No deseo ser realista, pretendo escribir música pero con palabras, porque los recuerdos suceden con música. Tengo trucos en el bolsillo y cosas bajo la manga, pero no quisiera ser un prestidigitador común. Pese a todo, no he podido determinar, si quiero mostrarles la verdad con la apariencia de la ilusión, o por el contrario, la ilusión con la apariencia de la verdad.....las palabras me preceden, me sobrepasan. Tengo que tener cuidado: sino las cosas se dirán sin que yo las haya dicho. Así como un tapiz está hecho de tantos hilos que no puedo resignarme a seguir solo uno....mi enredo surge porque una historia está hecha de miles de historias....



viernes, 2 de diciembre de 2011

Ben Linder.

Hemos crecido rodeado de historias de superhéroes. Desde Superman al hombre araña, he-man, la mujer maravilla y otras tantas. Pues claro, ¿qué dificultad puede tener un hombre con superpoderes en defender el bien? Lo difícil ha de ser, ser un tipo simple, anónimo y hacer las cosas bien. O hacer las cosas mejores. Esos son los héroes, los que hacen las cosas mejores.
Con los años, he aprendido a conmoverme con las historias simples, aunque bien contadas. Defiendo el valor de la trama, aun a costas de un desenlace fallido. La importancia de creer en los medios y no en el fin. Dormir tranquilo tiene que ver con eso, con no justificar el fin con los medios. Si el resultado no es el espero, puedo así, seguir intentando. Siempre recuerdo la frase de Samuel Beckett: “Ever tried. Ever failed. No matter. Try again. Fail again. Fail better". Algo así, como: “Siempre traté. Siempre fallé. No importa. Trata otra vez. Falla otra vez. Falla mejor”.
La teoría del existencialismo, nos enseña que el hombre, primero existe, luego hace, es por eso que su esencia es posterior a su creación. A diferencia del arte. Donde el artista debe saber la esencia de lo que quiere crear. En el arte, la esencia precede a la existencia. Es por eso, que defiendo el valor de la trama, del camino transitado. La trama, o los medios, deben enaltecer el resultado o el fin.
He sabido de la historia de Ben Linder desde hace poco tiempo, y me ha revolucionado. Esa sensación de querer ser uno de esos que hacen las cosas mejores, aún sin poder definirme si puedo hacer las cosas bien. La historia de Linder, es la historia que nos pone a prueba. Entiendo que conmoverse por ella es un signo de humanidad.
Linder, era un ingeniero mecánico norteamericano. ¿Qué inventó? ¿Cuál fue el aporte que realizo a la ciencia? Ninguno. Creo, no estoy seguro. Linder renunció, se mudó a Managua en 1986, inspirado por la revolución sandinista. Ahí, se instaló en una zona muy pobre, y se unió al equipo que estaba construyendo la represa hidráulica que llevaría electricidad a la zona.
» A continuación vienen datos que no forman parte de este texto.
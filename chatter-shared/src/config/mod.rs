//! # Configuration
//!
//! Console configuration: defaults, YAML/JSON files, `CHATTER_*` environment
//! variables and command-line overrides.

pub mod console;

pub use console::{Config, ConfigError, ConfigOverrides, LogFormat};
use serde::{Deserialize, Deserializer, Serialize};

use super::Timestamp;

/// Fan identifier.
pub type FanId = i64;

/// Profile shown next to a conversation (`GET /fan/{id}`).
#[derive(Debug, Clone, Serialize, Deserialize, PartialEq, Eq)]
pub struct Fan {
    pub id: FanId,
    #[serde(default)]
    pub username: String,
    #[serde(default)]
    pub display_name: Option<String>,
    /// Lifetime spend as a decimal string (e.g. `"129.50"`).
    #[serde(default, deserialize_with = "decimal_string")]
    pub total_spent: Option<String>,
    #[serde(default)]
    pub created_at: Option<Timestamp>,
    #[serde(default)]
    pub updated_at: Option<Timestamp>,
}

impl Fan {
    /// Name to show in the sidebar: display name, then username, then `"Fan"`.
    #[must_use]
    pub fn name(&self) -> &str {
        self.display_name
            .as_deref()
            .filter(|name| !name.trim().is_empty())
            .or_else(|| Some(self.username.as_str()).filter(|name| !name.trim().is_empty()))
            .unwrap_or("Fan")
    }
}

fn decimal_string<'de, D>(deserializer: D) -> Result<Option<String>, D::Error>
where
    D: Deserializer<'de>,
{
    #[derive(Deserialize)]
    #[serde(untagged)]
    enum Decimal {
        Text(String),
        Number(serde_json::Number),
    }

    Ok(Option::<Decimal>::deserialize(deserializer)?.map(|value| match value {
        Decimal::Text(text) => text,
        Decimal::Number(number) => number.to_string(),
    }))
}
//! Push channel payloads.
//!
//! Each conversation has its own channel named `conversation.{id}`. The only
//! event the console consumes is [`MESSAGE_SENT_EVENT`], whose body wraps the
//! newly created message.

use serde::{Deserialize, Serialize};

use super::{
    errors::ModelError,
    message::{ConversationId, Message},
};

/// Event name carrying a newly created message.
pub const MESSAGE_SENT_EVENT: &str = "MessageSent";

/// Event name the relay emits when a subscription is rejected.
pub const SUBSCRIPTION_ERROR_EVENT: &str = "subscription_error";

/// Channel name for a conversation.
#[must_use]
pub fn channel_name(conversation_id: ConversationId) -> String {
    format!("conversation.{conversation_id}")
}

/// Body of a [`MESSAGE_SENT_EVENT`] event.
#[derive(Debug, Clone, Serialize, Deserialize, PartialEq, Eq)]
pub struct MessageSentPayload {
    pub message: Message,
}

/// Decoded push frame.
#[derive(Debug, Clone, PartialEq, Eq)]
pub enum PushFrame {
    /// A message was created in some conversation.
    MessageSent(Message),
    /// The relay refused or dropped the subscription.
    SubscriptionError(String),
    /// Connection acknowledgements, pings, and unrecognised events.
    Ignored,
}

impl PushFrame {
    /// Decode an event by name and raw `data` body.
    ///
    /// # Errors
    /// Returns [`ModelError::MalformedPayload`] when a `MessageSent` body does
    /// not validate as a message.
    pub fn decode(event: &str, data: &str) -> Result<Self, ModelError> {
        match event {
            MESSAGE_SENT_EVENT => serde_json::from_str::<MessageSentPayload>(data)
                .map(|payload| Self::MessageSent(payload.message))
                .map_err(|err| ModelError::MalformedPayload(err.to_string())),
            SUBSCRIPTION_ERROR_EVENT => Ok(Self::SubscriptionError(data.to_string())),
            _ => Ok(Self::Ignored),
        }
    }
}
Linder aprovechaba su tiempo libre para entretener a los chicos de la zona. Era payaso y solía montar su monociclo. Él mostró admiración por el pueblo de Nicaragua, y defendió la causa de la revolución, la cual le podía ser naturalmente ajena. Su mayor gratificación fue el sentimiento de trabajar en un país donde el gobierno se ocupaba de toda la gente.
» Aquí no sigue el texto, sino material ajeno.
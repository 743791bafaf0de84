//! Backward pagination over a conversation's messages.
//!
//! The controller hands out [`PageTicket`]s; the fetch itself runs elsewhere
//! and its result is handed back through [`PaginationController::complete`],
//! which discards anything issued for a conversation that is no longer open.

use shared::models::{ConversationId, Message, MessageId, sort_messages};
use tracing::debug;

use crate::api::{ApiError, ChatApi};

#[derive(Debug, Clone, Copy, PartialEq, Eq)]
pub enum PageKind {
    Newest,
    Older,
}

/// Identity of an issued fetch.
#[derive(Debug, Clone, Copy, PartialEq, Eq)]
pub struct PageTicket {
    pub conversation_id: ConversationId,
    pub kind: PageKind,
    pub before_id: Option<MessageId>,
    generation: u64,
}

/// Messages in ascending order plus whether older ones may exist.
#[derive(Debug, Clone, PartialEq, Eq)]
pub struct Page {
    pub messages: Vec<Message>,
    pub has_more: bool,
}

impl Page {
    /// Normalize a raw API response.
    ///
    /// Rows at or above `before` are dropped, the rest sorted ascending and
    /// trimmed to the newest `limit` rows. A page with fewer than `limit`
    /// rows ends pagination.
    #[must_use]
    pub fn from_rows(mut rows: Vec<Message>, before: Option<MessageId>, limit: usize) -> Self {
        if let Some(before) = before {
            rows.retain(|message| message.id < before);
        }
        sort_messages(&mut rows);
        let has_more = rows.len() >= limit;
        if rows.len() > limit {
            rows.drain(..rows.len() - limit);
        }
        Self {
            messages: rows,
            has_more,
        }
    }
}

/// Result of handing a finished fetch back to the controller.
#[derive(Debug)]
pub enum PageOutcome {
    Loaded(Page),
    Failed(ApiError),
    /// Issued for a conversation (or an earlier opening of it) that is no longer current.
    Stale,
}

/// Load the newest page of a conversation.
///
/// # Errors
/// Propagates the API failure.
pub async fn load_newest(
    api: &dyn ChatApi,
    conversation_id: ConversationId,
    page_size: usize,
) -> Result<Page, ApiError> {
    let rows = api.fetch_messages(conversation_id, None, page_size).await?;
    Ok(Page::from_rows(rows, None, page_size))
}

/// Load the page of messages strictly older than `before_id`.
///
/// # Errors
/// Propagates the API failure.
pub async fn load_older(
    api: &dyn ChatApi,
    conversation_id: ConversationId,
    before_id: MessageId,
    page_size: usize,
) -> Result<Page, ApiError> {
    let rows = api
        .fetch_messages(conversation_id, Some(before_id), page_size)
        .await?;
    Ok(Page::from_rows(rows, Some(before_id), page_size))
}

#[derive(Debug, Clone)]
pub struct PaginationController {
    page_size: usize,
    current: Option<ConversationId>,
    generation: u64,
    loading_newest: bool,
    loading_older: bool,
    exhausted: bool,
}

impl PaginationController {
    #[must_use]
    pub fn new(page_size: usize) -> Self {
        Self {
            page_size: page_size.max(1),
            current: None,
            generation: 0,
            loading_newest: false,
            loading_older: false,
            exhausted: false,
        }
    }

    #[must_use]
    pub const fn page_size(&self) -> usize {
        self.page_size
    }

    /// Start loading `conversation_id` from its newest page. Anything in
    /// flight for the previous selection becomes stale.
    pub fn begin_newest(&mut self, conversation_id: ConversationId) -> PageTicket {
        self.generation += 1;
        self.current = Some(conversation_id);
        self.loading_newest = true;
        self.loading_older = false;
        self.exhausted = false;
        PageTicket {
            conversation_id,
            kind: PageKind::Newest,
            before_id: None,
            generation: self.generation,
        }
    }

    /// Ask for the page before `oldest_id`.
    ///
    /// Returns `None` while another load is running, after exhaustion, or when
    /// nothing is loaded yet.
    pub fn begin_older(
        &mut self,
        conversation_id: ConversationId,
        oldest_id: Option<MessageId>,
    ) -> Option<PageTicket> {
        if self.current != Some(conversation_id) {
            return None;
        }
        if self.loading_newest || self.loading_older {
            debug!(conversation_id, "older page already in flight");
            return None;
        }
        if self.exhausted {
            return None;
        }
        let before_id = oldest_id?;

        self.loading_older = true;
        Some(PageTicket {
            conversation_id,
            kind: PageKind::Older,
            before_id: Some(before_id),
            generation: self.generation,
        })
    }

    /// Accept the result of a fetch issued with `ticket`.
    pub fn complete(&mut self, ticket: &PageTicket, result: Result<Page, ApiError>) -> PageOutcome {
        if self.current != Some(ticket.conversation_id) || self.generation != ticket.generation {
            debug!(
                conversation_id = ticket.conversation_id,
                kind = ?ticket.kind,
                "discarding stale page"
            );
            return PageOutcome::Stale;
        }

        match ticket.kind {
            PageKind::Newest => self.loading_newest = false,
            PageKind::Older => self.loading_older = false,
        }

        match result {
            Ok(page) => {
                self.exhausted = !page.has_more;
                PageOutcome::Loaded(page)
            }
            Err(err) => PageOutcome::Failed(err),
        }
    }

    /// Forget the current conversation; in-flight results become stale.
    pub fn reset(&mut self) {
        self.generation += 1;
        self.current = None;
        self.loading_newest = false;
        self.loading_older = false;
        self.exhausted = false;
    }

    #[must_use]
    pub const fn is_loading(&self) -> bool {
        self.loading_newest
    }

    #[must_use]
    pub const fn is_loading_older(&self) -> bool {
        self.loading_older
    }
}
¿Qué lleva a una persona a abandonar su lugar de comodidad y realizar algo tan enormemente simple? Me siento chiquito, demasiado. Pienso, a veces, no hacemos cosas por cansancio, o por malestar. Debiéramos repensarlo.
Linder fue asesinado mientras trabajaba a la represa junto a dos compañeros por los Contras, el ejército opositor al gobierno sandinista el 28 de Abril de 1987. Los Contras, eran financiados por el gobierno del país donde había nacido Ben, Estados Unidos.
El mismo año de su muerte, Sting compuso una canción dedica a Linder. “Fragile”, que luego grabó Mercedes Sosa.
Lamentablemente, me es imposible saber cuantos Linder desconozco, cuantos héroes anónimos andan por este mundo, con cuantos comparto las baldosas o maldigo porque se frenan de golpe frente a un semáforo en amarillo. Me preguntó que posición debería adoptar, ¿suponer en un principio que todos somos como Linder, y tratamos de hacer las cosas bien o incluso mejores? ¿O todo lo contrario?
Claro, lo entiendo, la muerte subraya a los hombres, pareciera que enaltece lo hecho, al punto de que si no hubiese muerto así, ¿quién sería Ben Linder? Un ingeniero, un anónimo, un simple payaso.